Exercise prompt:
Write the listing out again, exactly as it appears.

++++++++

// ---------------------------------------------------------------------------
// Tests
// ---------------------------------------------------------------------------

#[cfg(test)]
mod tests {
    use super::*;
    use httpmock::prelude::*;

    fn client(server: &MockServer) -> GithubClient {
        GithubClient::new("acme", "compounds").with_api_base(&server.base_url())
    }

    fn authed_client(server: &MockServer) -> GithubClient {
        client(server).with_credentials(StoredCredentials::new("alice", "tok"))
    }

    #[test]
    fn test_decode_content_with_embedded_newlines() {
        // The contents endpoint chunks base64 with embedded newlines.
        let plain = "kegg\tcas\nC00001\t51-35-4\n";
        let b64 = base64::engine::general_purpose::STANDARD;
        let raw = b64.encode(plain.as_bytes());
        let wrapped: String = raw
            .as_bytes()
            .chunks(8)
            .map(|c| std::str::from_utf8(c).unwrap())
            .collect::<Vec<_>>()
            .join("\n");

        assert_eq!(decode_content(&wrapped).unwrap(), plain);
    }

    #[test]
    fn test_decode_content_rejects_garbage() {
        assert!(matches!(
            decode_content("!!not-base64!!"),
            Err(GithubError::Parse(_))
        ));
    }

    #[test]
    fn test_upload_request_create_has_no_sha() {
        let request = UploadRequest::new("Updated data", "master", "a\tb\n1\t2", None);
        let json = serde_json::to_value(&request).unwrap();
        assert_eq!(json["message"], "Updated data");
        assert_eq!(json["branch"], "master");
        assert!(json.get("sha").is_none());

        let b64 = base64::engine::general_purpose::STANDARD;
        let decoded = b64.decode(json["content"].as_str().unwrap()).unwrap();
        assert_eq!(decoded, b"a\tb\n1\t2");
    }

    #[test]
    fn test_upload_request_update_carries_sha() {
        let request = UploadRequest::new("Updated data", "master", "x", Some("abc123".into()));
        let json = serde_json::to_value(&request).unwrap();
        assert_eq!(json["sha"], "abc123");
    }

    #[test]
    fn test_get_file_decodes_and_returns_sha() {
        let server = MockServer::start();
        let plain = "Neutral Name\tcas\nProline\t147-85-3\n";
        let b64 = base64::engine::general_purpose::STANDARD;
        let encoded = format!("{}\n", b64.encode(plain.as_bytes()));

        server.mock(|when, then| {
            when.method(GET)
                .path("/repos/acme/compounds/contents/data/metabolitedata.tsv");
            then.status(200).json_body(serde_json::json!({
                "name": "metabolitedata.tsv",
                "path": "data/metabolitedata.tsv",
                "sha": "f00dfeed",
                "encoding": "base64",
                "content": encoded,
            }));
        });

        let file = client(&server)
            .get_file("data/metabolitedata.tsv")
            .unwrap()
            .unwrap();
        assert_eq!(file.content, plain);
        assert_eq!(file.sha, "f00dfeed");
    }

    #[test]
    fn test_get_file_missing_is_none() {
        let server = MockServer::start();
        server.mock(|when, then| {
            when.method(GET)
                .path("/repos/acme/compounds/contents/data/missing.tsv");
            then.status(404)
                .json_body(serde_json::json!({ "message": "Not Found" }));
        });

        let file = client(&server).get_file("data/missing.tsv").unwrap();
        assert!(file.is_none());
    }

    #[test]
    fn test_get_file_server_error_is_http() {
        let server = MockServer::start();
        server.mock(|when, then| {
            when.method(GET);
            then.status(500).body("boom");
        });

        let err = client(&server).get_file("data/x.tsv").unwrap_err();
        assert!(matches!(err, GithubError::Http(500, _)));
    }

    #[test]
    fn test_file_sha_finds_path_in_tree() {
        let server = MockServer::start();
        server.mock(|when, then| {
            when.method(GET)
                .path("/repos/acme/compounds/git/trees/master")
                .query_param("recursive", "1");
            then.status(200).json_body(serde_json::json!({
                "sha": "root",
                "tree": [
                    { "path": "README.md", "mode": "100644", "type": "blob", "sha": "aaa" },
                    { "path": "data/metabolitedata.tsv", "mode": "100644", "type": "blob", "sha": "bbb" }
                ]
            }));
        });

        let c = client(&server);
        assert_eq!(
            c.file_sha("data/metabolitedata.tsv").unwrap().as_deref(),
            Some("bbb")
        );
        assert_eq!(c.file_sha("data/other.tsv").unwrap(), None);
    }

    #[test]
    fn test_upload_without_credentials_fails() {
        let server = MockServer::start();
        let err = client(&server).upload("data/x.tsv", "a", "msg").unwrap_err();
        assert!(matches!(err, GithubError::NotAuthenticated));
    }

    #[test]
    fn test_upload_creates_when_tree_lacks_path() {
        let server = MockServer::start();
        server.mock(|when, then| {
            when.method(GET)
                .path("/repos/acme/compounds/git/trees/master");
            then.status(200)
                .json_body(serde_json::json!({ "sha": "root", "tree": [] }));
        });
        let put = server.mock(|when, then| {
            when.method(PUT)
                .path("/repos/acme/compounds/contents/data/new.tsv")
                .json_body_partial(r#"{ "message": "Updated data", "branch": "master" }"#);
            then.status(201).json_body(serde_json::json!({
                "content": { "sha": "new" }
            }));
        });

        let outcome = authed_client(&server)
            .upload("data/new.tsv", "a\tb\n", "Updated data")
            .unwrap();
        assert_eq!(outcome, UploadOutcome::Created);
        put.assert();
    }

    #[test]
    fn test_upload_updates_when_tree_has_path() {
        let server = MockServer::start();
        server.mock(|when, then| {
            when.method(GET)
                .path("/repos/acme/compounds/git/trees/master");
            then.status(200).json_body(serde_json::json!({
                "sha": "root",
                "tree": [
                    { "path": "data/existing.tsv", "mode": "100644", "type": "blob", "sha": "oldsha" }
                ]
            }));
        });
        let put = server.mock(|when, then| {
            when.method(PUT)
                .path("/repos/acme/compounds/contents/data/existing.tsv")
                .json_body_partial(r#"{ "sha": "oldsha" }"#);
            then.status(200).json_body(serde_json::json!({
                "content": { "sha": "newsha" }
            }));
        });

        let outcome = authed_client(&server)
            .upload("data/existing.tsv", "a\tb\n", "Updated data")
            .unwrap();
        assert_eq!(outcome, UploadOutcome::Updated);
        put.assert();
    }

    #[test]
    fn test_upload_unauthorized_surfaces_status() {
        let server = MockServer::start();
        server.mock(|when, then| {
            when.method(GET)
                .path("/repos/acme/compounds/git/trees/master");
            then.status(200)
                .json_body(serde_json::json!({ "sha": "root", "tree": [] }));
        });
        server.mock(|when, then| {
            when.method(PUT);
            then.status(401)
                .json_body(serde_json::json!({ "message": "Bad credentials" }));
        });

        let err = authed_client(&server)
            .upload("data/x.tsv", "a", "msg")
            .unwrap_err();
        assert!(matches!(err, GithubError::Http(401, _)));
    }

    #[test]
    fn test_preview_shows_first_five_nonblank_rows() {
        let content = "h1\th2\n\nrow1\nrow2\nrow3\nrow4\nrow5\nrow6\n";
        let text = preview_text("data/metabolitedata.tsv", content);
        let lines: Vec<&str> = text.lines().collect();

        assert_eq!(
            lines[0],
            "Preview of data to push to data/metabolitedata.tsv on GitHub"
        );
        assert_eq!(lines[1], "Displaying 5 / 9 total rows");
        assert_eq!(&lines[2..], &["h1\th2", "row1", "row2", "row3", "row4"]);
    }

    #[test]
    fn test_preview_truncates_long_rows() {
        let long = "x".repeat(100);
        let text = preview_text("p", &format!("{}\nshort\n", long));
        let lines: Vec<&str> = text.lines().collect();

        assert_eq!(lines[2].chars().count(), 81);
        assert!(lines[2].ends_with(" ..."));
        assert_eq!(lines[3], "short");
    }

    #[test]
    fn test_preview_of_short_content() {
        let text = preview_text("p", "only\n");
        let lines: Vec<&str> = text.lines().collect();
        assert_eq!(lines[1], "Displaying 1 / 2 total rows");
        assert_eq!(lines[2], "only");
    }
}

++++++++

Output:
// ---------------------------------------------------------------------------
// Tests
// ---------------------------------------------------------------------------

#[cfg(test)]
mod tests {
    use super::*;
    use httpmock::prelude::*;

    fn client(server: &MockServer) -> GithubClient {
        GithubClient::new("acme", "compounds").with_api_base(&server.base_url())
    }

    fn authed_client(server: &MockServer) -> GithubClient {
        client(server).with_credentials(StoredCredentials::new("alice", "tok"))
    }

    #[test]
    fn test_decode_content_with_embedded_newlines() {
        // The contents endpoint chunks base64 with embedded newlines.
        let plain = "kegg\tcas\nC00001\t51-35-4\n";
        let b64 = base64::engine::general_purpose::STANDARD;
        let raw = b64.encode(plain.as_bytes());
        let wrapped: String = raw
            .as_bytes()
            .chunks(8)
            .map(|c| std::str::from_utf8(c).unwrap())
            .collect::<Vec<_>>()
            .join("\n");

        assert_eq!(decode_content(&wrapped).unwrap(), plain);
    }

    #[test]
    fn test_decode_content_rejects_garbage() {
        assert!(matches!(
            decode_content("!!not-base64!!"),
            Err(GithubError::Parse(_))
        ));
    }

    #[test]
    fn test_upload_request_create_has_no_sha() {
        let request = UploadRequest::new("Updated data", "master", "a\tb\n1\t2", None);
        let json = serde_json::to_value(&request).unwrap();
        assert_eq!(json["message"], "Updated data");
        assert_eq!(json["branch"], "master");
        assert!(json.get("sha").is_none());

        let b64 = base64::engine::general_purpose::STANDARD;
        let decoded = b64.decode(json["content"].as_str().unwrap()).unwrap();
        assert_eq!(decoded, b"a\tb\n1\t2");
    }

    #[test]
    fn test_upload_request_update_carries_sha() {
        let request = UploadRequest::new("Updated data", "master", "x", Some("abc123".into()));
        let json = serde_json::to_value(&request).unwrap();
        assert_eq!(json["sha"], "abc123");
    }

    #[test]
    fn test_get_file_decodes_and_returns_sha() {
        let server = MockServer::start();
        let plain = "Neutral Name\tcas\nProline\t147-85-3\n";
        let b64 = base64::engine::general_purpose::STANDARD;
        let encoded = format!("{}\n", b64.encode(plain.as_bytes()));

        server.mock(|when, then| {
            when.method(GET)
                .path("/repos/acme/compounds/contents/data/metabolitedata.tsv");
            then.status(200).json_body(serde_json::json!({
                "name": "metabolitedata.tsv",
                "path": "data/metabolitedata.tsv",
                "sha": "f00dfeed",
                "encoding": "base64",
                "content": encoded,
            }));
        });

        let file = client(&server)
            .get_file("data/metabolitedata.tsv")
            .unwrap()
            .unwrap();
        assert_eq!(file.content, plain);
        assert_eq!(file.sha, "f00dfeed");
    }

    #[test]
    fn test_get_file_missing_is_none() {
        let server = MockServer::start();
        server.mock(|when, then| {
            when.method(GET)
                .path("/repos/acme/compounds/contents/data/missing.tsv");
            then.status(404)
                .json_body(serde_json::json!({ "message": "Not Found" }));
        });

        let file = client(&server).get_file("data/missing.tsv").unwrap();
        assert!(file.is_none());
    }

    #[test]
    fn test_get_file_server_error_is_http() {
        let server = MockServer::start();
        server.mock(|when, then| {
            when.method(GET);
            then.status(500).body("boom");
        });

        let err = client(&server).get_file("data/x.tsv").unwrap_err();
        assert!(matches!(err, GithubError::Http(500, _)));
    }

    #[test]
    fn test_file_sha_finds_path_in_tree() {
        let server = MockServer::start();
        server.mock(|when, then| {
            when.method(GET)
                .path("/repos/acme/compounds/git/trees/master")
                .query_param("recursive", "1");
            then.status(200).json_body(serde_json::json!({
                "sha": "root",
                "tree": [
                    { "path": "README.md", "mode": "100644", "type": "blob", "sha": "aaa" },
                    { "path": "data/metabolitedata.tsv", "mode": "100644", "type": "blob", "sha": "bbb" }
                ]
            }));
        });

        let c = client(&server);
        assert_eq!(
            c.file_sha("data/metabolitedata.tsv").unwrap().as_deref(),
            Some("bbb")
        );
        assert_eq!(c.file_sha("data/other.tsv").unwrap(), None);
    }

    #[test]
    fn test_upload_without_credentials_fails() {
        let server = MockServer::start();
        let err = client(&server).upload("data/x.tsv", "a", "msg").unwrap_err();
        assert!(matches!(err, GithubError::NotAuthenticated));
    }

    #[test]
    fn test_upload_creates_when_tree_lacks_path() {
        let server = MockServer::start();
        server.mock(|when, then| {
            when.method(GET)
                .path("/repos/acme/compounds/git/trees/master");
            then.status(200)
                .json_body(serde_json::json!({ "sha": "root", "tree": [] }));
        });
        let put = server.mock(|when, then| {
            when.method(PUT)
                .path("/repos/acme/compounds/contents/data/new.tsv")
                .json_body_partial(r#"{ "message": "Updated data", "branch": "master" }"#);
            then.status(201).json_body(serde_json::json!({
                "content": { "sha": "new" }
            }));
        });

        let outcome = authed_client(&server)
            .upload("data/new.tsv", "a\tb\n", "Updated data")
            .unwrap();
        assert_eq!(outcome, UploadOutcome::Created);
        put.assert();
    }

    #[test]
    fn test_upload_updates_when_tree_has_path() {
        let server = MockServer::start();
        server.mock(|when, then| {
            when.method(GET)
                .path("/repos/acme/compounds/git/trees/master");
            then.status(200).json_body(serde_json::json!({
                "sha": "root",
                "tree": [
                    { "path": "data/existing.tsv", "mode": "100644", "type": "blob", "sha": "oldsha" }
                ]
            }));
        });
        let put = server.mock(|when, then| {
            when.method(PUT)
                .path("/repos/acme/compounds/contents/data/existing.tsv")
                .json_body_partial(r#"{ "sha": "oldsha" }"#);
            then.status(200).json_body(serde_json::json!({
                "content": { "sha": "newsha" }
            }));
        });

        let outcome = authed_client(&server)
            .upload("data/existing.tsv", "a\tb\n", "Updated data")
            .unwrap();
        assert_eq!(outcome, UploadOutcome::Updated);
        put.assert();
    }

    #[test]
    fn test_upload_unauthorized_surfaces_status() {
        let server = MockServer::start();
        server.mock(|when, then| {
            when.method(GET)
                .path("/repos/acme/compounds/git/trees/master");
            then.status(200)
                .json_body(serde_json::json!({ "sha": "root", "tree": [] }));
        });
        server.mock(|when, then| {
            when.method(PUT);
            then.status(401)
                .json_body(serde_json::json!({ "message": "Bad credentials" }));
        });

        let err = authed_client(&server)
            .upload("data/x.tsv", "a", "msg")
            .unwrap_err();
        assert!(matches!(err, GithubError::Http(401, _)));
    }

    #[test]
    fn test_preview_shows_first_five_nonblank_rows() {
        let content = "h1\th2\n\nrow1\nrow2\nrow3\nrow4\nrow5\nrow6\n";
        let text = preview_text("data/metabolitedata.tsv", content);
        let lines: Vec<&str> = text.lines().collect();

        assert_eq!(
            lines[0],
            "Preview of data to push to data/metabolitedata.tsv on GitHub"
        );
        assert_eq!(lines[1], "Displaying 5 / 9 total rows");
        assert_eq!(&lines[2..], &["h1\th2", "row1", "row2", "row3", "row4"]);
    }

    #[test]
    fn test_preview_truncates_long_rows() {
        let long = "x".repeat(100);
        let text = preview_text("p", &format!("{}\nshort\n", long));
        let lines: Vec<&str> = text.lines().collect();

        assert_eq!(lines[2].chars().count(), 81);
        assert!(lines[2].ends_with(" ..."));
        assert_eq!(lines[3], "short");
    }

    #[test]
    fn test_preview_of_short_content() {
        let text = preview_text("p", "only\n");
        let lines: Vec<&str> = text.lines().collect();
        assert_eq!(lines[1], "Displaying 1 / 2 total rows");
        assert_eq!(lines[2], "only");
    }
}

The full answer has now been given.